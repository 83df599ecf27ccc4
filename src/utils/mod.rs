pub mod colors;
pub mod formatting;
pub mod grid;
pub mod path;
pub mod time;

pub use formatting::format_amount;
pub use time::format_hms;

□ □ □ □

> _To do_
For this exercise, write all the records out again exactly.

> _Solution_
repository 83df599ecf27ccc4
filename src/utils/mod.rs
pub mod colors;
pub mod formatting;
pub mod grid;
pub mod path;
pub mod time;

pub use formatting::format_amount;
pub use time::format_hms;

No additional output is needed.